Re: to const or not to const
James Kanze wrote:
On Apr 9, 4:22 am, Kai-Uwe Bux <jkherci...@gmx.net> wrote:
I recently dived into multi-threaded issues. To make my life a
little easier, I decided that it would be nice to have a
simple fifo buffer to ease communications between threads. The
interface is this:
template < typename T >
class fifo {
public:
typedef T value_type;
typedef std::size_t size_type
fifo ( size_type n = -1 );
void push ( value_type const & value );
value_type pop ( void );
// blocks until an item is available
bool available ( void ) const;
// returns true if the a call to pop() would not block
void wait_available ( void ); // should this be const ?

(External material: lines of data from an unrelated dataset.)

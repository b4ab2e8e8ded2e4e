//! # LogWriter: simple event printer
//!
//! A minimal subscriber that prints incoming [`Event`]s to stdout.
//! Use it for test or demo.
//!
//! ## Example output
//! ```text
//! [running] queue="ingest"
//! [item-starting] queue="ingest" item=3 priority=medium
//! [item-panicked] queue="ingest" item=3 info="index out of bounds"
//! [item-finished] queue="ingest" item=3
//! [shutdown-requested] queue="ingest" from=Running
//! [stopped] queue="ingest"
//! [completions-drained] queue="ingest" count=2
//! [task-evicted] queue="refresh" task=5
//! ```

use async_trait::async_trait;

use crate::events::{Event, EventKind};
use crate::subscribers::Subscribe;

/// Event writer subscriber.
#[derive(Default)]
pub struct LogWriter;

impl LogWriter {
    /// Construct a new [`LogWriter`].
    #[must_use]
    pub fn new() -> Self {
        Self
    }
}

#[async_trait]
impl Subscribe for LogWriter {
    async fn on_event(&self, e: &Event) {
        let queue = e.queue.as_deref().unwrap_or("-");
        match e.kind {
            EventKind::QueueRunning => println!("[running] queue={queue:?}"),
            EventKind::ShutdownRequested => {
                println!("[shutdown-requested] queue={queue:?} from={:?}", e.state);
            }
            EventKind::QueueStopped => println!("[stopped] queue={queue:?}"),
            EventKind::CompletionsDrained => {
                println!("[completions-drained] queue={queue:?} count={:?}", e.count);
            }
            EventKind::ItemStarting => {
                let priority = e.priority.map(|p| p.as_label()).unwrap_or("-");
                println!(
                    "[item-starting] queue={queue:?} item={:?} priority={priority}",
                    e.item
                );
            }
            EventKind::ItemFinished => {
                println!("[item-finished] queue={queue:?} item={:?}", e.item);
            }
            EventKind::ItemPanicked => {
                println!(
                    "[item-panicked] queue={queue:?} item={:?} info={:?}",
                    e.item, e.reason
                );
            }
            EventKind::ItemRejected => {
                println!("[item-rejected] queue={queue:?} state={:?}", e.state);
            }
            EventKind::TaskAccepted => println!("[task-accepted] queue={queue:?} task={:?}", e.item),
            EventKind::TaskEvicted => println!("[task-evicted] queue={queue:?} task={:?}", e.item),
            EventKind::TaskDispatched => {
                println!("[task-dispatched] queue={queue:?} task={:?}", e.item);
            }
            EventKind::TaskCompleted => {
                println!("[task-completed] queue={queue:?} task={:?}", e.item);
            }
            EventKind::SubscriberOverflow => {
                println!(
                    "[subscriber-overflow] subscriber={queue:?} reason={:?}",
                    e.reason
                );
            }
            EventKind::SubscriberPanicked => {
                println!(
                    "[subscriber-panicked] subscriber={} info={}",
                    queue,
                    e.reason.as_deref().unwrap_or("unknown"),
                );
            }
        }
    }

    fn name(&self) -> &'static str {
        "LogWriter"
    }
}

// blocks until a call to pop() will not block
};
Typically there are some threads push()ing items into the fifo
and one thread pop()ing items off the buffer and processing
them.
If there's more than one thread popping, available and
wait_available are useless, of course.
Yes.
In my own code, I've handled this by providing a timeout on pop:
if zero, it returns immediately, and if infinity, it behaves
effectively as your pop. But I've also had cases where it made
sense to wait at most 100 milliseconds, or such. (This solution
also avoids the const problem:-).)
I think, timeouts address a slightly different problem. Here is what I use
available() for when there is only one consumer:
while ( true ) {
if ( ! fifo.available() ) {
update_screen();
}
event e = fifo.pop();
e.handle();
}
This loop handles events as long as they are available and only when there
is a slow down on the producer side, the screen is updated.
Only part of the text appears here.